DIRECTIONS FOR THIS TASK:
Every line of the records below that has the word "crate" should be copied.

RECORDS PROVIDED:
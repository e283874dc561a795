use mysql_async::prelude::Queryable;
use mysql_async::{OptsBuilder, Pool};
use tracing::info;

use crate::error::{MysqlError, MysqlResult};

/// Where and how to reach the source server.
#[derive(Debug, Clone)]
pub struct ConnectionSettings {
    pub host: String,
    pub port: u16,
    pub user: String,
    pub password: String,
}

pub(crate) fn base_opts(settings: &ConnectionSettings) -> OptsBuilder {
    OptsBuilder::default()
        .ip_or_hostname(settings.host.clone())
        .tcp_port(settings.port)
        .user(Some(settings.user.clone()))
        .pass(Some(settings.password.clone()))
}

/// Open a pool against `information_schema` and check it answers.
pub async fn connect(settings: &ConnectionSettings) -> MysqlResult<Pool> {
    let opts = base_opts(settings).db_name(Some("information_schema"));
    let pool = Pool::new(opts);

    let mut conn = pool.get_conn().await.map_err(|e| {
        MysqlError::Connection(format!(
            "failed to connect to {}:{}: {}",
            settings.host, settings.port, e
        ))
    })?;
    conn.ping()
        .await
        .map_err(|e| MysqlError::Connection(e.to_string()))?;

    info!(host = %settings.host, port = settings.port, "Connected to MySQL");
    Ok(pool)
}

* * *

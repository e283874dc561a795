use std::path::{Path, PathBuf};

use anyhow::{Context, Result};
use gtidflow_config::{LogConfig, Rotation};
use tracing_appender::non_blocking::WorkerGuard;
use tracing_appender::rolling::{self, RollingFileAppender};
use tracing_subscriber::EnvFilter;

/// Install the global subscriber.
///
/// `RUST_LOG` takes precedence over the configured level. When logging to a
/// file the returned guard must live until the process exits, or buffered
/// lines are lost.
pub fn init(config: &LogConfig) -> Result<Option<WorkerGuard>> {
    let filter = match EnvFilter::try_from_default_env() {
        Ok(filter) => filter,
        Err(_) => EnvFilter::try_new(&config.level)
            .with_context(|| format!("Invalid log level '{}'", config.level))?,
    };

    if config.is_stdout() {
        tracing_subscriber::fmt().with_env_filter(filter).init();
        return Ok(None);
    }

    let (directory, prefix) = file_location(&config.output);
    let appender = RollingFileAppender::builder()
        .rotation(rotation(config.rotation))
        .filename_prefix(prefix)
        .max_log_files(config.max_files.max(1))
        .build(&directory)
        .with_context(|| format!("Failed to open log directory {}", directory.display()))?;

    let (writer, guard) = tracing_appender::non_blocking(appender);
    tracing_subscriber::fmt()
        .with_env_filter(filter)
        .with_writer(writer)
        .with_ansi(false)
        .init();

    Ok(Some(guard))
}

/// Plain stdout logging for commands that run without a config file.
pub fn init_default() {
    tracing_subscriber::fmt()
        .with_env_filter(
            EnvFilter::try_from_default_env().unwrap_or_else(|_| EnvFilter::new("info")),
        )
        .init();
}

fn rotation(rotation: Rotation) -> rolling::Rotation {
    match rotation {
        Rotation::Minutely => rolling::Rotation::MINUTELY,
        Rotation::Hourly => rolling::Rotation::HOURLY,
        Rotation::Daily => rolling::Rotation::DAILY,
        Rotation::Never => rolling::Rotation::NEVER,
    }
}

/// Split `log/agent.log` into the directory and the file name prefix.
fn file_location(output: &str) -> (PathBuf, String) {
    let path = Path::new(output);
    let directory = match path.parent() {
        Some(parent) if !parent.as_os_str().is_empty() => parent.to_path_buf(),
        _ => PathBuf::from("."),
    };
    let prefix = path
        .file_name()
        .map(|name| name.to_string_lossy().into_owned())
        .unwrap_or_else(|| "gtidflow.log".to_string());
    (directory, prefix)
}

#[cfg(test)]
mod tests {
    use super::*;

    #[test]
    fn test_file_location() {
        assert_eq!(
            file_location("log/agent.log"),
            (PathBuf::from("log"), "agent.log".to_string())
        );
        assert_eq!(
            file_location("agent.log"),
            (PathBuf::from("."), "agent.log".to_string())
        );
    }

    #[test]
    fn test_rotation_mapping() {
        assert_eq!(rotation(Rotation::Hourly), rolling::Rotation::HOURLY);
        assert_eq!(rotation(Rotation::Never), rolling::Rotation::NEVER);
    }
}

* * *

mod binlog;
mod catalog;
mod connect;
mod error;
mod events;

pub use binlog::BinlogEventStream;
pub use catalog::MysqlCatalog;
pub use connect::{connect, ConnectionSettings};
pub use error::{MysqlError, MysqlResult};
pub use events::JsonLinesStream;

RESPONSE TO THE EXERCISE:
use crate::error::{MysqlError, MysqlResult};
pub(crate) fn base_opts(settings: &ConnectionSettings) -> OptsBuilder {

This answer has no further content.